Antibiotics are Ubiquitous

All organisms, plants, fungi and animals/humans produce chemicals that kill bacteria, i.e. antibiotics.  I have written many articles about the natural antibiotics of plants, a.k.a. phytoalexins or “antioxidant” polyphenolics, and the human defensins that are peptides with heparin binding domains.  Bacteria also produce viruses, called bacteriophages, that kill other bacteria.  All of these natural antibiotics are small molecules that interact with many different human proteins, and it is these side effects that permit their exploitation as pharmaceuticals.  Thus, statins were selected from fungal antibiotics that inhibited an enzyme needed for human synthesis of cholesterol, metformin was a phytoalexin found to reduce blood sugar and resveratrol is a grape phytoalexin.

Plant Antibiotics are Natural

The flavoring chemicals in herbs and spices have a far more important use in food preparation than titillation of taste buds, since those chemicals kill common food pathogens.  More profoundly, it is important to realize that the selective advantage of phytochemicals/polyphenols/alkaloids/essential oils to the plants that make them, is as natural antibiotics.  Plants kill bacteria, as well as fungi and insects, for a living.

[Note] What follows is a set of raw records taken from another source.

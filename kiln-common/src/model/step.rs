// kiln-common/src/model/step.rs
use std::collections::BTreeMap;

use serde::{Deserialize, Serialize};

/// One entry of an install or test procedure.
#[derive(Debug, Clone, PartialEq, Eq, Serialize, Deserialize)]
#[serde(tag = "type", rename_all = "snake_case")]
pub enum Step {
    /// Execute `program` with `args`. The program is looked up on the step's PATH.
    Run {
        program: String,
        #[serde(default)]
        args: Vec<String>,
        #[serde(default)]
        env: BTreeMap<String, String>,
    },
    /// Run `script` with `/bin/sh -c`.
    Shell { script: String },
    /// Run a command and check its exit status and combined output.
    AssertOutput {
        program: String,
        #[serde(default)]
        args: Vec<String>,
        #[serde(default)]
        status: Option<i32>,
        #[serde(default)]
        contains: Option<String>,
        #[serde(default)]
        matches: Option<String>,
    },
    /// Check that a path below the install prefix exists.
    AssertExists { path: String },
}

impl Step {
    pub fn kind(&self) -> &'static str {
        match self {
            Step::Run { .. } => "run",
            Step::Shell { .. } => "shell",
            Step::AssertOutput { .. } => "assert_output",
            Step::AssertExists { .. } => "assert_exists",
        }
    }

    /// Every template string the step carries, in evaluation order.
    pub fn templates(&self) -> Vec<&str> {
        match self {
            Step::Run { program, args, env } => std::iter::once(program.as_str())
                .chain(args.iter().map(String::as_str))
                .chain(env.values().map(String::as_str))
                .collect(),
            Step::Shell { script } => vec![script.as_str()],
            Step::AssertOutput { program, args, .. } => std::iter::once(program.as_str())
                .chain(args.iter().map(String::as_str))
                .collect(),
            Step::AssertExists { path } => vec![path.as_str()],
        }
    }

    pub fn is_assertion(&self) -> bool {
        matches!(self, Step::AssertOutput { .. } | Step::AssertExists { .. })
    }
}
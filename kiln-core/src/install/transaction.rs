// kiln-core/src/install/transaction.rs
//
// Staged install into the cellar. Nothing outside the staging directory is
// touched until the staged keg is complete; activation is a rename of the
// staged keg followed by journaled link replacement, and the receipt is the
// last thing written.

use std::collections::HashSet;
use std::fs;
use std::path::{Path, PathBuf};

use kiln_aio::fs::{copy_tree, remove_path, sibling_temp_path};
use kiln_aio::json_io::write_json_atomic;
use kiln_aio::lock::PathLock;
use kiln_common::config::Config;
use kiln_common::error::{KilnError, Result};
use kiln_common::keg::KegRegistry;
use kiln_common::model::Formula;
use kiln_common::receipt::{self, InstalledReceipt};
use tokio_util::sync::CancellationToken;
use tracing::{debug, info, instrument, warn};

use super::link::{check_conflicts, plan_links, remove_links, LinkJournal, PlannedLink};
use crate::build::BuildResult;

#[derive(Debug, Clone, PartialEq, Eq)]
pub enum InstallOutcome {
    Installed(InstalledReceipt),
    /// The same version was already committed; nothing was changed.
    AlreadyInstalled(InstalledReceipt),
}

impl InstallOutcome {
    pub fn receipt(&self) -> &InstalledReceipt {
        match self {
            InstallOutcome::Installed(r) | InstallOutcome::AlreadyInstalled(r) => r,
        }
    }

    pub fn was_installed(&self) -> bool {
        matches!(self, InstallOutcome::Installed(_))
    }
}

/// Receipt of `formula`'s exact version when it is installed and active.
pub fn active_install(config: &Config, formula: &Formula) -> Result<Option<InstalledReceipt>> {
    let registry = KegRegistry::new(config.clone());
    Ok(registry
        .get_installed_keg(&formula.name, &formula.version)?
        .filter(|keg| keg.active)
        .map(|keg| keg.receipt))
}

/// Commits the output of `build` as `<cellar>/<name>/<version>` and links it
/// into the prefix. Serialised per formula name by an advisory lock, so of
/// two concurrent installs of the same version exactly one commits and the
/// other reports [`InstallOutcome::AlreadyInstalled`].
#[instrument(skip_all, fields(formula = %formula.name))]
pub async fn install(
    config: &Config,
    formula: &Formula,
    build: &BuildResult,
    cancel: &CancellationToken,
) -> Result<InstallOutcome> {
    let _lock = PathLock::acquire_async(config.formula_lock_path(&formula.name), cancel).await?;
    let config = config.clone();
    let formula = formula.clone();
    let output = build.output_dir().to_path_buf();
    let cancel = cancel.clone();
    tokio::task::spawn_blocking(move || commit(&config, &formula, &output, &cancel))
        .await
        .map_err(|e| KilnError::Install(format!("Install task failed: {e}")))?
}

/// The blocking part of [`install`]. The caller holds the formula lock.
pub(crate) fn commit(
    config: &Config,
    formula: &Formula,
    output: &Path,
    cancel: &CancellationToken,
) -> Result<InstallOutcome> {
    let name = formula.name.as_str();
    let keg = config.formula_keg_path(name, &formula.version);

    if let Some(existing) = receipt::read_receipt(config, name, &formula.version)? {
        if keg.is_dir() {
            if active_version(config, name).as_deref() == Some(formula.version.as_str()) {
                debug!("[INSTALL:{}] {} already committed", name, formula.version);
                return Ok(InstallOutcome::AlreadyInstalled(existing));
            }
            // Committed earlier but another version is active: relink only.
            let plan = plan_links(config, name, &keg, &keg)?;
            check_conflicts(config, name, &plan)?;
            let (_, previous) = activate(config, name, &existing.version, &plan)?;
            if let Some(previous) = previous {
                drop_stale_links(config, name, &previous, &existing.links);
            }
            info!("Activated installed {} {}", name, existing.version);
            return Ok(InstallOutcome::AlreadyInstalled(existing));
        }
        warn!(
            "Receipt for {} {} has no keg; reinstalling",
            name, formula.version
        );
    }

    let cellar = config.formula_cellar_dir(name);
    fs::create_dir_all(&cellar)?;
    clear_leftovers(&cellar, &formula.version)?;
    if keg.exists() {
        // A keg without a receipt is the remnant of an interrupted run.
        let aside = sibling_temp_path(&keg, "stale");
        warn!("Removing incomplete keg {}", keg.display());
        fs::rename(&keg, &aside)?;
        remove_path(&aside)?;
    }

    let staging = sibling_temp_path(&keg, "staging");
    let staged = stage(config, name, output, &staging, &keg, cancel);
    let (files, plan) = match staged {
        Ok(staged) => staged,
        Err(e) => {
            discard(&staging);
            return Err(e);
        }
    };

    fs::rename(&staging, &keg).map_err(|e| {
        discard(&staging);
        KilnError::Install(format!("Failed to move staged keg into {}: {e}", keg.display()))
    })?;
    debug!("[INSTALL:{}] keg committed at {}", name, keg.display());

    let links: Vec<PathBuf> = plan.iter().map(|p| p.rel.clone()).collect();
    let receipt = InstalledReceipt::new(formula, files, links);
    let (journal, previous) = match activate(config, name, &formula.version, &plan) {
        Ok(activated) => activated,
        Err(e) => {
            discard(&keg);
            return Err(e);
        }
    };
    if let Err(e) = write_json_atomic(&receipt.path(config), &receipt) {
        journal.rollback();
        discard(&keg);
        return Err(KilnError::Install(format!("Writing receipt for {name} failed: {e}")));
    }
    if let Some(previous) = previous {
        drop_stale_links(config, name, &previous, &receipt.links);
    }

    info!("Installed {} {} into {}", name, formula.version, keg.display());
    Ok(InstallOutcome::Installed(receipt))
}

fn active_version(config: &Config, name: &str) -> Option<String> {
    KegRegistry::new(config.clone()).active_version(name)
}

/// Applies `plan`, rolling every link back if one fails. Also returns the
/// receipt of the version that was active before; its leftover links are
/// removed once the new version is fully committed.
fn activate(
    config: &Config,
    name: &str,
    version: &str,
    plan: &[PlannedLink],
) -> Result<(LinkJournal, Option<InstalledReceipt>)> {
    let previous = KegRegistry::new(config.clone())
        .get_active_keg(name)?
        .filter(|active| active.version_str != version)
        .map(|active| active.receipt);

    let mut journal = LinkJournal::new(config);
    if let Err(e) = journal.apply(plan) {
        journal.rollback();
        return Err(KilnError::Install(format!("Linking {name} failed: {e}")));
    }
    debug!("[INSTALL:{}] linked {} path(s) for {}", name, plan.len(), version);
    Ok((journal, previous))
}

fn drop_stale_links(config: &Config, name: &str, previous: &InstalledReceipt, links: &[PathBuf]) {
    let keep: HashSet<PathBuf> = links.iter().cloned().collect();
    let removed = remove_links(config, previous, &keep);
    debug!(
        "[INSTALL:{}] removed {} stale link(s) of {}",
        name, removed, previous.version
    );
}

/// Copies the build output into `staging` and plans its links. The final
/// point at which cancellation is honoured.
fn stage(
    config: &Config,
    name: &str,
    output: &Path,
    staging: &Path,
    keg: &Path,
    cancel: &CancellationToken,
) -> Result<(Vec<PathBuf>, Vec<PlannedLink>)> {
    let files = copy_tree(output, staging)?;
    if files.is_empty() {
        return Err(KilnError::Install(format!(
            "The install steps of {name} produced no files under the prefix"
        )));
    }
    let plan = plan_links(config, name, staging, keg)?;
    check_conflicts(config, name, &plan)?;
    if cancel.is_cancelled() {
        return Err(KilnError::Cancelled);
    }
    Ok((files, plan))
}

/// Removes staging and stale directories other runs left for `version`.
fn clear_leftovers(cellar: &Path, version: &str) -> Result<()> {
    let prefixes = [format!(".{version}.staging-"), format!(".{version}.stale-")];
    for entry in fs::read_dir(cellar)? {
        let entry = entry?;
        let file_name = entry.file_name();
        let file_name = file_name.to_string_lossy();
        if prefixes.iter().any(|p| file_name.starts_with(p.as_str())) {
            debug!("Removing leftover {}", entry.path().display());
            remove_path(&entry.path())?;
        }
    }
    Ok(())
}

fn discard(path: &Path) {
    if let Err(e) = remove_path(path) {
        warn!("Failed to remove {}: {}", path.display(), e);
    }
}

Plant Chemicals Attack all Aspects of Bacteria

Most of the thousand genes that are present in a bacterium code for proteins/enzymes and most antibiotics target those enzymes.  Penicillin binds to an enzyme needed to make bacterial cell walls, streptomycin target protein synthesis, rifampicin blocks RNA synthesis, actinomycin D inhibits DNA synthesis, etc.

Mutation to Antibiotic Resistance is Automatic in Bacteria

Each time a cell replicates, mistakes are made and the new DNA molecule of each chromosome is slightly different than the original.  There are about a thousand genes on the single chromosome of a bacterium and about the same number on each of the 23 human chromosomes.  About a dozen mistakes, mutations, are made each time bacteria replicate.  The mutations that alter the gene target of an antibiotic and produce a bacterial enzyme that is unaffected by the antibiotic, yield an antibiotic resistant bacterium.  The mutant gene now codes for antibiotic resistance and the presence of several resistance genes in the same bacterium produces multiple antibiotic resistant "superbugs."

Mutations are Random, but Antibiotics Select for Resistance

Each cellular replication produces random mutations throughout the bacterial DNA, but of the billion sites along the DNA that can mutate, only a few will produce a modified enzyme that will no longer interact with a particular antibiotic and thus be resistant.  Antibiotic resistance mutants are rare, less than one in a million, but a million bacteria can grow from a single cell in a day and occupy a volume less than a crystal of salt.  Ten hours later, after ten more doublings of the million bacteria, there will be a billion, and there will be a good chance that among those will be a mutant that is resistant to a particular antibiotic.  In the pound of bacteria in the human gut, there are mutants that are resistant to most antibiotics, including the antibiotics that have not yet been developed.  Of course, most of those antibiotic resistant bacteria are just flushed down the toilet.  Treatment with antibiotics kills all of the sensitive bacteria and leaves only the resistant.  Thus, antibiotic treatments select for antibiotic resistant bacteria.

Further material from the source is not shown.